- VHS cover
- Directed by: Andrew Thorndike
- Written by: Andrew Thorndike, Otto Winzer
- Music by: Hanns Eisler
- Distributed by: VEB DEFA Studio für Wochenschau und Dokumentarfilme
- Release date: 1952;
- Running time: 80 minutes
- Country: East Germany
- Language: German

= Wilhelm Pieck – Das Leben unseres Präsidenten =

1952 film

Wilhelm Pieck – Das Leben unseres Präsidenten (Wilhelm Pieck: the Life of Our President) is a 1952 East German documentary film directed by Andrew Thorndike about the life of GDR President Wilhelm Pieck.

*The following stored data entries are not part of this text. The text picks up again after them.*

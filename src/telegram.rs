use std::time::Duration;

use async_trait::async_trait;
use reqwest::{Client, StatusCode};
use serde::{Deserialize, Serialize};
use tracing::{debug, instrument, warn};

use crate::alerts::{DeliveryOutcome, Notifier, OutgoingMessage};
use crate::config::TelegramConfig;
use crate::error::DeliveryError;

/// Form body of a `sendMessage` call.
#[derive(Debug, Clone, Serialize)]
pub struct SendMessage<'a> {
    pub chat_id: &'a str,
    pub text: &'a str,
}

/// Error payload returned by the Bot API.
#[derive(Debug, Clone, Deserialize)]
struct ApiError {
    description: Option<String>,
}

#[derive(Debug, Clone)]
pub struct TelegramNotifier {
    client: Client,
    config: TelegramConfig,
}

impl TelegramNotifier {
    pub fn new(config: TelegramConfig) -> Self {
        let client = Client::builder()
            .timeout(Duration::from_secs(config.timeout_secs))
            .build()
            .unwrap_or_else(|e| {
                warn!("could not build HTTP client with timeout, using defaults: {e}");
                Client::new()
            });
        Self { client, config }
    }

    fn endpoint(&self) -> String {
        format!(
            "{}/bot{}/sendMessage",
            self.config.api_url.trim_end_matches('/'),
            self.config.bot_token
        )
    }

    #[instrument(skip(self, text))]
    pub async fn send_text(&self, text: &str) -> DeliveryOutcome {
        let form = SendMessage {
            chat_id: &self.config.chat_id,
            text,
        };

        let response = self.client.post(self.endpoint()).form(&form).send().await?;
        let status = response.status();
        if status == StatusCode::OK {
            debug!("bot api accepted message");
            return Ok(());
        }

        let raw = response.text().await.unwrap_or_default();
        let body = serde_json::from_str::<ApiError>(&raw)
            .ok()
            .and_then(|error| error.description)
            .unwrap_or(raw);

        Err(DeliveryError::Rejected {
            status: status.as_u16(),
            body,
        })
    }
}

#[async_trait]
impl Notifier for TelegramNotifier {
    fn name(&self) -> &'static str {
        "telegram"
    }

    async fn send(&self, message: &OutgoingMessage) -> DeliveryOutcome {
        self.send_text(&message.combined()).await
    }
}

It opened on 2 January 1952 in the cinemas of East Germany and East Berlin. The film consists mainly of still images illustrating Pieck's life and related German history. There are only a few motion picture sequences, for example Lenin's funeral and the post-1945 period.

==Reception==
According to Neues Deutschland, run by the Socialist Unity Party of Germany, the film had "overwhelming success" and the cinemas were sold out. Der Spiegel commented that the film "put a Marxist spin on the past 50 years".

In 1951, Wilhelm Pieck – Das Leben unseres Präsidenten was the opening film of Czechoslovakia's German Film Week. Director and screenwriter Andrew Thorndike was awarded the National Prize of East Germany, third class, for the film.